A non-zero suppressed count on a single job indicates ticks arrive faster than the job completes. If that represents lost work, consider queued. If it represents expected deduplication, single is correct.

Cancelled counts

restart cancels the running invocation on every re-fire, so a busy restart job accumulates cancelled executions. Cancelled is a persisted execution status, not a live counter. The telemetry database records each one, and the monitoring UI surfaces a cancelled count separate from failures.

A restart job working as designed shows a high cancelled count and a 100% success rate. Cancellation is the intended outcome, so it never counts against the success rate. The cancelled column appears in the Handlers table for both jobs and event handlers.

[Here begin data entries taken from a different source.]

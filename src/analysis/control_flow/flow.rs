//! Immutable, shareable control flows and their sub-range views.

use std::collections::HashMap;
use std::fmt;
use std::sync::Arc;

use petgraph::graph::{DiGraph, NodeIndex};
use tree_sitter::Node;

use super::instruction::{Instruction, Variable, VariableId};
use crate::syntax::SyntaxRef;

/// `[start, end)` of a syntax node within a flow.
#[derive(Debug, Clone, Copy, PartialEq, Eq)]
pub struct ElementRange {
    pub node: SyntaxRef,
    pub start: usize,
    pub end: usize,
}

#[derive(Debug)]
pub(crate) struct FlowData {
    pub(crate) root: SyntaxRef,
    pub(crate) instructions: Vec<Instruction>,
    pub(crate) owners: Vec<SyntaxRef>,
    pub(crate) ranges: HashMap<usize, ElementRange>,
    pub(crate) variables: Vec<Variable>,
    pub(crate) sub_ranges: Vec<ElementRange>,
    pub(crate) constant_condition_occurred: bool,
}

/// Edge labels of the exported graph.
#[derive(Debug, Clone, Copy, PartialEq, Eq)]
pub enum EdgeKind {
    Next,
    Jump,
    Conditional,
    Exception,
    Call,
    Return,
}

impl fmt::Display for EdgeKind {
    fn fmt(&self, f: &mut fmt::Formatter<'_>) -> fmt::Result {
        let label = match self {
            Self::Next => "",
            Self::Jump => "goto",
            Self::Conditional => "cond",
            Self::Exception => "throw",
            Self::Call => "call",
            Self::Return => "ret",
        };
        f.write_str(label)
    }
}

/// A built control flow, or a window into one.
///
/// Cloning is cheap: the instructions are shared. A sub-range view covers
/// the instructions of one nested block; every offset pointing outside of
/// the window reads as the window's end.
#[derive(Debug, Clone)]
pub struct ControlFlow {
    data: Arc<FlowData>,
    start: usize,
    end: usize,
    root: SyntaxRef,
}

impl ControlFlow {
    pub(crate) fn new(data: Arc<FlowData>, start: usize, end: usize, root: SyntaxRef) -> Self {
        Self {
            data,
            start,
            end,
            root,
        }
    }

    /// The node this flow was built for, or the block of a sub-range.
    pub fn root(&self) -> SyntaxRef {
        self.root
    }

    pub fn size(&self) -> usize {
        self.end - self.start
    }

    pub fn is_empty(&self) -> bool {
        self.size() == 0
    }

    pub fn is_sub_range(&self) -> bool {
        self.root != self.data.root
    }

    /// The flow this view was cut from (itself, for a full flow).
    pub fn full_flow(&self) -> ControlFlow {
        ControlFlow::new(
            Arc::clone(&self.data),
            0,
            self.data.instructions.len(),
            self.data.root,
        )
    }

    fn to_local(&self, offset: usize) -> usize {
        if (self.start..=self.end).contains(&offset) {
            offset - self.start
        } else {
            self.size()
        }
    }

    pub fn instruction(&self, index: usize) -> Option<Instruction> {
        if index >= self.size() {
            return None;
        }
        let raw = self.data.instructions[self.start + index];
        Some(raw.remap(|offset| self.to_local(offset)))
    }

    pub fn instructions(&self) -> impl ExactSizeIterator<Item = Instruction> + '_ {
        self.data.instructions[self.start..self.end]
            .iter()
            .map(move |raw| raw.remap(|offset| self.to_local(offset)))
    }

    /// The innermost element that was open when instruction `index` was emitted.
    pub fn owner_of(&self, index: usize) -> Option<SyntaxRef> {
        if index >= self.size() {
            return None;
        }
        self.data.owners.get(self.start + index).copied()
    }

    pub fn range_of(&self, node: Node<'_>) -> Option<(usize, usize)> {
        self.range_of_ref(&SyntaxRef::of(node))
    }

    pub fn range_of_ref(&self, node: &SyntaxRef) -> Option<(usize, usize)> {
        let range = self.data.ranges.get(&node.id)?;
        if range.node != *node || range.start < self.start || range.end > self.end {
            return None;
        }
        Some((range.start - self.start, range.end - self.start))
    }

    pub fn start_offset(&self, node: Node<'_>) -> Option<usize> {
        self.range_of(node).map(|(start, _)| start)
    }

    pub fn end_offset(&self, node: Node<'_>) -> Option<usize> {
        self.range_of(node).map(|(_, end)| end)
    }

    /// Whether folding replaced at least one constant condition.
    pub fn constant_condition_occurred(&self) -> bool {
        self.data.constant_condition_occurred
    }

    pub fn variables(&self) -> &[Variable] {
        &self.data.variables
    }

    pub fn variable(&self, id: VariableId) -> Option<&Variable> {
        self.data.variables.get(id.0 as usize)
    }

    /// Views for every nested block recorded during construction.
    pub fn sub_ranges(&self) -> impl Iterator<Item = ControlFlow> + '_ {
        self.data
            .sub_ranges
            .iter()
            .filter(move |r| r.start >= self.start && r.end <= self.end)
            .map(move |r| ControlFlow::new(Arc::clone(&self.data), r.start, r.end, r.node))
    }

    /// Successor indices of instruction `index`; `size()` stands for the exit.
    ///
    /// A `Return` may go back to any call site, so both its target and the
    /// next `Return` of the same subroutine are successors.
    pub fn successors(&self, index: usize) -> Vec<usize> {
        let Some(instruction) = self.instruction(index) else {
            return Vec::new();
        };
        let next = index + 1;
        match instruction {
            Instruction::GoTo { offset, .. }
            | Instruction::ThrowTo { offset }
            | Instruction::Call { offset, .. } => vec![offset],
            Instruction::ConditionalGoTo { offset, .. }
            | Instruction::ConditionalThrowTo { offset, .. } => {
                if offset == next {
                    vec![next]
                } else {
                    vec![next, offset]
                }
            }
            Instruction::Return { offset, .. } => {
                let mut out = vec![offset];
                if matches!(self.instruction(next), Some(Instruction::Return { .. })) {
                    out.push(next);
                }
                out
            }
            _ => vec![next],
        }
    }

    /// Same instructions, same element ranges.
    pub fn same_structure(&self, other: &ControlFlow) -> bool {
        if !self.instructions().eq(other.instructions()) {
            return false;
        }
        let ranges = |flow: &ControlFlow| {
            let mut all: Vec<(SyntaxRef, usize, usize)> = flow
                .data
                .ranges
                .values()
                .filter_map(|r| flow.range_of_ref(&r.node).map(|(s, e)| (r.node, s, e)))
                .collect();
            all.sort();
            all
        };
        ranges(self) == ranges(other)
    }

    /// Instruction graph with one node per instruction plus an exit node.
    pub fn to_graph(&self) -> DiGraph<String, EdgeKind> {
        let mut graph = DiGraph::new();
        let mut nodes: Vec<NodeIndex> = Vec::with_capacity(self.size() + 1);
        for i in 0..self.size() {
            nodes.push(graph.add_node(format!("{i}: {}", self.render(i))));
        }
        nodes.push(graph.add_node("exit".to_string()));
        for i in 0..self.size() {
            let Some(instruction) = self.instruction(i) else {
                continue;
            };
            for successor in self.successors(i) {
                let kind = match instruction {
                    _ if successor == i + 1 && instruction.falls_through() => EdgeKind::Next,
                    Instruction::ConditionalGoTo { .. } => EdgeKind::Conditional,
                    Instruction::ConditionalThrowTo { .. } | Instruction::ThrowTo { .. } => {
                        EdgeKind::Exception
                    }
                    Instruction::Call { .. } => EdgeKind::Call,
                    Instruction::Return { .. } => EdgeKind::Return,
                    _ => EdgeKind::Jump,
                };
                graph.add_edge(nodes[i], nodes[successor.min(self.size())], kind);
            }
        }
        graph
    }

    fn variable_name(&self, id: VariableId) -> &str {
        self.variable(id).map_or("?", |v| v.name.as_str())
    }

    /// One-line rendering of instruction `index`, as used by the listing.
    pub fn render(&self, index: usize) -> String {
        let Some(instruction) = self.instruction(index) else {
            return String::new();
        };
        match instruction {
            Instruction::Simple => "SIMPLE".to_string(),
            Instruction::Empty => "EMPTY".to_string(),
            Instruction::ReadVariable { variable } => {
                format!("READ {}", self.variable_name(variable))
            }
            Instruction::WriteVariable { variable } => {
                format!("WRITE {}", self.variable_name(variable))
            }
            Instruction::GoTo {
                offset,
                role,
                is_return,
            } => {
                let suffix = if is_return { " RETURN" } else { "" };
                format!("GOTO [{role}] {offset}{suffix}")
            }
            Instruction::ConditionalGoTo {
                offset, role, when, ..
            } => format!("COND_GOTO [{role}] {when} {offset}"),
            Instruction::ConditionalThrowTo { offset, .. } => format!("COND_THROW_TO {offset}"),
            Instruction::ThrowTo { offset } => format!("THROW_TO {offset}"),
            Instruction::Call { offset, proc_end } => format!("CALL {offset}..{proc_end}"),
            Instruction::Return { offset, call } => format!("RETURN {offset} (from {call})"),
        }
    }
}

impl fmt::Display for ControlFlow {
    fn fmt(&self, f: &mut fmt::Formatter<'_>) -> fmt::Result {
        for index in 0..self.size() {
            writeln!(f, "{index:>4}: {}", self.render(index))?;
        }
        Ok(())
    }
}
impl FlowBuilder<'_> {
    fn innermost_finally(&self, min_depth: usize) -> Option<usize> {
        self.handlers
            .get(min_depth..)
            .unwrap_or_default()
            .iter()
            .rev()
            .find_map(|frame| match frame {
                HandlerFrame::Finally { record } => Some(*record),
                HandlerFrame::Catch { .. } => None,
            })
    }

    fn jump_to_slot(&mut self, record: usize, exit: FinallyExit, instruction: Instruction) -> Result<()> {
        let index = self.emit(instruction)?;
        let slots = self
            .finallies
            .get_mut(record)
            .ok_or_else(|| FlowError::invariant("unknown finally record"))?;
        slots.slot_mut(exit).push(index);
        Ok(())
    }

    /// Leave the fragment, through every enclosing `finally`.
    pub(super) fn route_return(&mut self) -> Result<()> {
        let goto = Instruction::GoTo {
            offset: 0,
            role: BranchRole::End,
            is_return: true,
        };
        match self.innermost_finally(0) {
            Some(record) => self.jump_to_slot(record, FinallyExit::Return, goto),
            None => self.emit_to(goto, Target::end(self.fragment)),
        }
    }

    /// Jump to `target`, running the `finally` blocks entered since the
    /// handler stack had height `depth`.
    pub(super) fn route_jump(&mut self, target: Target, depth: usize) -> Result<()> {
        let goto = Instruction::GoTo {
            offset: 0,
            role: BranchRole::End,
            is_return: false,
        };
        match self.innermost_finally(depth) {
            Some(record) => self.jump_to_slot(record, FinallyExit::Jump { target, depth }, goto),
            None => self.emit_to(goto, target),
        }
    }

    /// Emit the exception edges of a throw site.
    ///
    /// Every catch clause that may receive the exception gets an edge; the
    /// last edge is unconditional when `conditional` is false. Exceptions
    /// no clause fully covers leave through the innermost `finally` or the
    /// end of the fragment.
    pub(super) fn route_throw(
        &mut self,
        thrown: &Thrown,
        thrower: Option<SyntaxRef>,
        conditional: bool,
    ) -> Result<()> {
        let mut remaining = match thrown {
            Thrown::Unknown => None,
            Thrown::Types(types) => Some(types.clone()),
        };
        let mut via = None;
        let mut covered = false;
        let mut destinations = Vec::new();

        'frames: for frame in self.handlers.iter().rev() {
            match frame {
                HandlerFrame::Finally { record } => {
                    via.get_or_insert(*record);
                    if remaining.is_none() {
                        // untyped exceptions are re-dispatched from the finally's throw slot
                        break;
                    }
                }
                HandlerFrame::Catch { clauses } => {
                    for clause in clauses {
                        let (possible, all) = match_clause(&mut remaining, clause);
                        if possible {
                            destinations.push(Destination::Catch {
                                clause: clause.node,
                                via,
                            });
                        }
                        if all {
                            covered = true;
                            break 'frames;
                        }
                    }
                }
            }
        }
        if !covered {
            destinations.push(Destination::Uncaught { via });
        }

        let last = destinations.len().saturating_sub(1);
        for (index, destination) in destinations.into_iter().enumerate() {
            let instruction = if index == last && !conditional {
                Instruction::ThrowTo { offset: 0 }
            } else {
                Instruction::ConditionalThrowTo { offset: 0, thrower }
            };
            match destination {
                Destination::Catch { clause, via: None } => {
                    self.emit_to(instruction, Target::start(clause))?
                }
                Destination::Catch {
                    clause,
                    via: Some(record),
                } => self.jump_to_slot(record, FinallyExit::Catch(clause), instruction)?,
                Destination::Uncaught { via: Some(record) } => {
                    self.jump_to_slot(record, FinallyExit::Throw, instruction)?
                }
                Destination::Uncaught { via: None } => {
                    self.emit_to(instruction, Target::end(self.fragment))?
                }
            }
        }
        Ok(())
    }

    /// Unconditional transfer to `clause` from the current handler context.
    fn route_to_catch(&mut self, clause: SyntaxRef) -> Result<()> {
        let throw = Instruction::ThrowTo { offset: 0 };
        let mut route = None;
        for frame in self.handlers.iter().rev() {
            match frame {
                HandlerFrame::Finally { record } => {
                    route = Some(Some(*record));
                    break;
                }
                HandlerFrame::Catch { clauses } if clauses.iter().any(|c| c.node == clause) => {
                    route = Some(None);
                    break;
                }
                HandlerFrame::Catch { .. } => {}
            }
        }
        match route {
            Some(Some(record)) => self.jump_to_slot(record, FinallyExit::Catch(clause), throw),
            Some(None) => self.emit_to(throw, Target::start(clause)),
            None => self.emit_to(throw, Target::end(self.fragment)),
        }
    }

    /// Calls may throw anything; only worth an edge inside a `try`.
    pub(super) fn exceptions_at_call(&mut self, call: SyntaxRef) -> Result<()> {
        if self.handlers.is_empty() {
            return Ok(());
        }
        self.route_throw(&Thrown::Unknown, Some(call), true)
    }

    pub(super) fn exceptions_after_write(&mut self) -> Result<()> {
        if !self.options.model_exceptions_after_assignment || self.handlers.is_empty() {
            return Ok(());
        }
        self.route_throw(&Thrown::Unknown, None, true)
    }

    fn thrown_by(&self, value: Node<'_>) -> Thrown {
        let value = skip_parens(value);
        match value.kind() {
            "object_creation_expression" => value
                .child_by_field_name("type")
                .map(|ty| Thrown::Types(vec![simple_type_name(self.text(ty))]))
                .unwrap_or(Thrown::Unknown),
            "identifier" => self
                .scopes
                .resolve(self.text(value))
                .filter(|declared| !declared.catch_types.is_empty())
                .map(|declared| Thrown::Types(declared.catch_types.clone()))
                .unwrap_or(Thrown::Unknown),
            _ => Thrown::Unknown,
        }
    }

    pub(super) fn lower_throw(&mut self, node: Node<'_>) -> Result<()> {
        let value = named_children(node).into_iter().next();
        if let Some(value) = value {
            self.lower_expression(value)?;
        }
        let thrown = value.map_or(Thrown::Unknown, |value| self.thrown_by(value));
        self.route_throw(&thrown, Some(SyntaxRef::of(node)), false)
    }

    pub(super) fn lower_try(&mut self, node: Node<'_>) -> Result<()> {
        let try_statement = SyntaxRef::of(node);
        let exit = Target::end(try_statement);
        let catches: Vec<Node<'_>> = named_children(node)
            .into_iter()
            .filter(|child| child.kind() == "catch_clause")
            .collect();
        let finally = first_child_of_kind(node, "finally_clause");
        let depth = self.handlers.len();

        let record = finally.map(|_| {
            self.finallies.push(FinallyRecord::new(try_statement));
            self.finallies.len() - 1
        });
        if let Some(record) = record {
            self.handlers.push(HandlerFrame::Finally { record });
        }
        if !catches.is_empty() {
            let clauses = catches
                .iter()
                .map(|clause| CatchClause {
                    node: SyntaxRef::of(*clause),
                    types: first_child_of_kind(*clause, "catch_formal_parameter")
                        .map(|param| catch_types(param, self.source))
                        .unwrap_or_default(),
                })
                .collect();
            self.handlers.push(HandlerFrame::Catch { clauses });
        }

        self.scopes.push();
        let resources = node.child_by_field_name("resources");
        if let Some(resources) = resources {
            self.lower_resources(resources)?;
        }
        if let Some(body) = node.child_by_field_name("body") {
            self.lower_statement(body)?;
        }
        if resources.is_some() {
            // implicit close()
            self.route_throw(&Thrown::Unknown, Some(try_statement), true)?;
        }
        self.scopes.pop();
        if !catches.is_empty() {
            self.handlers.pop();
        }

        let leave_normally = |builder: &mut Self| -> Result<()> {
            let goto = Instruction::GoTo {
                offset: 0,
                role: BranchRole::End,
                is_return: false,
            };
            match record {
                Some(record) => builder.jump_to_slot(record, FinallyExit::Normal, goto),
                None => builder.emit_to(goto, exit),
            }
        };
        if record.is_some() || !catches.is_empty() {
            leave_normally(self)?;
        }
        for (index, clause) in catches.iter().enumerate() {
            self.lower_catch_clause(*clause)?;
            if record.is_some() || index + 1 < catches.len() {
                leave_normally(self)?;
            }
        }

        if let (Some(record), Some(finally)) = (record, finally) {
            self.handlers.pop();
            self.materialize_slots(record)?;
            self.lower_finally(finally, record)?;
        }
        if self.handlers.len() != depth {
            return Err(FlowError::invariant(format!(
                "handler stack of {try_statement} not restored"
            )));
        }
        Ok(())
    }

    fn lower_resources(&mut self, resources: Node<'_>) -> Result<()> {
        for resource in named_children(resources) {
            if resource.kind() != "resource" {
                continue;
            }
            let handle = self.start(resource)?;
            match (
                resource.child_by_field_name("name"),
                resource.child_by_field_name("value"),
            ) {
                (Some(name), Some(value)) => {
                    self.lower_expression(value)?;
                    let text = self.text(name);
                    let variable = Variable::local(text, VariableKind::Resource, handle);
                    self.declare(text, variable.clone(), Vec::new());
                    self.write(&variable)?;
                    self.exceptions_after_write()?;
                }
                _ => {
                    for reference in named_children(resource) {
                        self.lower_expression(reference)?;
                    }
                }
            }
            self.finish(handle)?;
        }
        Ok(())
    }

    fn lower_catch_clause(&mut self, clause: Node<'_>) -> Result<()> {
        let handle = self.start(clause)?;
        self.scopes.push();
        if let Some(parameter) = first_child_of_kind(clause, "catch_formal_parameter") {
            if let Some(name) = parameter.child_by_field_name("name") {
                let text = self.text(name);
                let variable =
                    Variable::local(text, VariableKind::CatchParameter, SyntaxRef::of(parameter));
                self.declare(text, variable.clone(), catch_types(parameter, self.source));
                self.write(&variable)?;
            }
        }
        if let Some(body) = clause.child_by_field_name("body") {
            self.lower_statement(body)?;
        }
        self.scopes.pop();
        self.finish(handle)
    }

    /// Emit the dispatch table: per slot, patch its jumps here, call the
    /// `finally` block, then continue the interrupted transfer from the
    /// enclosing context.
    fn materialize_slots(&mut self, record: usize) -> Result<()> {
        let (try_statement, slot_count) = match self.finallies.get(record) {
            Some(r) => (r.try_statement, r.slots.len()),
            None => return Err(FlowError::invariant("unknown finally record")),
        };
        for index in 0..slot_count {
            let here = self.buffer.size();
            let (exit, jumps) = {
                let slot = &mut self.finallies[record].slots[index];
                (slot.exit.clone(), std::mem::take(&mut slot.jumps))
            };
            for jump in jumps {
                self.buffer.set_offset(jump, here)?;
            }
            let call = self.emit(Instruction::Call {
                offset: 0,
                proc_end: 0,
            })?;
            self.finallies[record].calls.push(call);

            match exit {
                FinallyExit::Normal => self.emit_goto(Target::end(try_statement), BranchRole::End, false)?,
                FinallyExit::Return => self.route_return()?,
                FinallyExit::Throw => self.route_throw(&Thrown::Unknown, None, false)?,
                FinallyExit::Catch(clause) => self.route_to_catch(clause)?,
                FinallyExit::Jump { target, depth } => self.route_jump(target, depth)?,
            }
        }
        debug!(try_statement = %try_statement, slots = slot_count, "Materialized finally dispatch");
        Ok(())
    }

    fn lower_finally(&mut self, finally: Node<'_>, record: usize) -> Result<()> {
        let handle = self.start(finally)?;
        match first_child_of_kind(finally, "block") {
            Some(block) => self.lower_statement(block)?,
            None => {
                self.emit(Instruction::Empty)?;
            }
        }
        self.finish(handle)?;

        let (begin, end) = match self.buffer.range(&handle) {
            Some((begin, Some(end))) if begin < end => (begin, end),
            _ => {
                return Err(FlowError::invariant(format!(
                    "finally block {handle} has no instructions"
                )))
            }
        };
        let calls = std::mem::take(&mut self.finallies[record].calls);
        for &call in &calls {
            self.buffer.retrofit_call(call, begin, end)?;
        }
        for call in calls {
            self.emit(Instruction::Return {
                offset: call + 1,
                call,
            })?;
        }
        Ok(())
    }
}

Cancelled column in the monitoring UI handlers and jobs table

Stall detection

A job that holds its execution-mode guard — any mode except parallel — longer than 60 seconds without completing emits a WARNING. This is the only WARNING the execution mode feature generates. Suppressed and dropped ticks always log at DEBUG.

The per-job timeout still applies and ultimately releases the guard when it fires. The stall WARNING is an early signal, independent of the timeout.

Mode in the monitoring UI

The mode is persisted for each job and displayed in the monitoring UI's Jobs view. The mode appears alongside the job's next run time, suppressed count, and dropped count.

Run hassette job on a running instance to see each job's mode from the command line. The live suppressed and dropped counts are not in the default table — use hassette job --json to read them alongside every other field.